(RECORDS PROVIDED Opens)

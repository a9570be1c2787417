//! Storage configuration.
//!
//! | Variable                      | Meaning                              | Default            |
//! |-------------------------------|--------------------------------------|--------------------|
//! | `FLASHKV_STORAGE_DIR`         | storage root                         | `$TMPDIR/flashkv`  |
//! | `FLASHKV_BACKEND`             | `file`, `key` or `sweep`             | `key`              |
//! | `FLASHKV_SERVER_ID`           | server identity directory            | generated          |
//! | `FLASHKV_SWEEP_INTERVAL_SECS` | pause between background sweeps      | `10`               |

use crate::error::StorageResult;
use crate::server::ServerId;
use crate::storage::{
    BackendKind, ExpiryConfig, KeyStore, LockRegistry, PathLayout, PerKeyBackend,
    SweepingBackend, WholeFileBackend,
};
use std::env;
use std::path::PathBuf;
use std::sync::Arc;
use std::time::Duration;
use thiserror::Error;
use tracing::info;

pub const ENV_STORAGE_DIR: &str = "FLASHKV_STORAGE_DIR";
pub const ENV_BACKEND: &str = "FLASHKV_BACKEND";
pub const ENV_SERVER_ID: &str = "FLASHKV_SERVER_ID";
pub const ENV_SWEEP_INTERVAL: &str = "FLASHKV_SWEEP_INTERVAL_SECS";

/// Errors from reading configuration values.
#[derive(Debug, Error, PartialEq, Eq)]
pub enum ConfigError {
    #[error("{0}")]
    InvalidBackend(String),

    #[error("invalid sweep interval {0:?}: expected a positive number of seconds")]
    InvalidSweepInterval(String),

    #[error("invalid server identity {0:?}")]
    InvalidServerId(String),
}

/// Where and how keyspaces are persisted.
#[derive(Debug, Clone, PartialEq)]
pub struct StorageConfig {
    pub root: PathBuf,
    pub backend: BackendKind,
    /// Fixed identity. `None` generates a fresh one per process, which makes
    /// data from earlier runs unreachable.
    pub server_id: Option<String>,
    pub sweep_interval: Duration,
}

impl Default for StorageConfig {
    fn default() -> Self {
        Self {
            root: env::temp_dir().join("flashkv"),
            backend: BackendKind::PerKey,
            server_id: None,
            sweep_interval: ExpiryConfig::default().interval,
        }
    }
}

impl StorageConfig {
    /// Reads the `FLASHKV_*` variables from the process environment.
    pub fn from_env() -> Result<Self, ConfigError> {
        Self::from_lookup(|name| env::var(name).ok())
    }

    /// Builds a config from an arbitrary variable source.
    pub fn from_lookup(lookup: impl Fn(&str) -> Option<String>) -> Result<Self, ConfigError> {
        let mut config = Self::default();

        if let Some(dir) = lookup(ENV_STORAGE_DIR).filter(|v| !v.trim().is_empty()) {
            config.root = PathBuf::from(dir);
        }
        if let Some(backend) = lookup(ENV_BACKEND) {
            config.backend = parse_backend(&backend)?;
        }
        if let Some(id) = lookup(ENV_SERVER_ID) {
            config.server_id = Some(parse_server_id(&id)?);
        }
        if let Some(secs) = lookup(ENV_SWEEP_INTERVAL) {
            config.sweep_interval = parse_sweep_interval(&secs)?;
        }

        Ok(config)
    }

    /// The configured identity, or a freshly generated one.
    pub fn server_id(&self) -> ServerId {
        match &self.server_id {
            Some(id) => ServerId::new(id.clone()),
            None => ServerId::generate(),
        }
    }

    /// Opens the configured backend with its own lock registry.
    pub fn open(&self) -> StorageResult<Arc<dyn KeyStore>> {
        self.open_with_locks(Arc::new(LockRegistry::new()))
    }

    /// Opens the configured backend sharing `locks` with other backends.
    pub fn open_with_locks(&self, locks: Arc<LockRegistry>) -> StorageResult<Arc<dyn KeyStore>> {
        let layout = PathLayout::new(&self.root);
        let store: Arc<dyn KeyStore> = match self.backend {
            BackendKind::WholeFile => Arc::new(WholeFileBackend::with_locks(layout, locks)),
            BackendKind::PerKey => Arc::new(PerKeyBackend::with_locks(layout, locks)),
            BackendKind::PerKeySweep => Arc::new(SweepingBackend::with_locks(
                layout,
                locks,
                ExpiryConfig {
                    interval: self.sweep_interval,
                },
            )?),
        };

        info!(
            root = %self.root.display(),
            backend = %self.backend,
            "Storage backend opened"
        );
        Ok(store)
    }
}

pub fn parse_backend(value: &str) -> Result<BackendKind, ConfigError> {
    value.parse().map_err(ConfigError::InvalidBackend)
}

pub fn parse_sweep_interval(value: &str) -> Result<Duration, ConfigError> {
    match value.trim().parse::<f64>() {
        Ok(secs) if secs.is_finite() && secs > 0.0 => Ok(Duration::from_secs_f64(secs)),
        _ => Err(ConfigError::InvalidSweepInterval(value.to_string())),
    }
}

pub fn parse_server_id(value: &str) -> Result<String, ConfigError> {
    let id = value.trim();
    if ServerId::is_valid(id) {
        Ok(id.to_string())
    } else {
        Err(ConfigError::InvalidServerId(value.to_string()))
    }
}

(RECORDS PROVIDED Closes)

→ WORK INSTRUCTIONS
The response must contain each line above that holds the string "StorageConfig".

→ RESULT
pub struct StorageConfig {
impl Default for StorageConfig {
impl StorageConfig {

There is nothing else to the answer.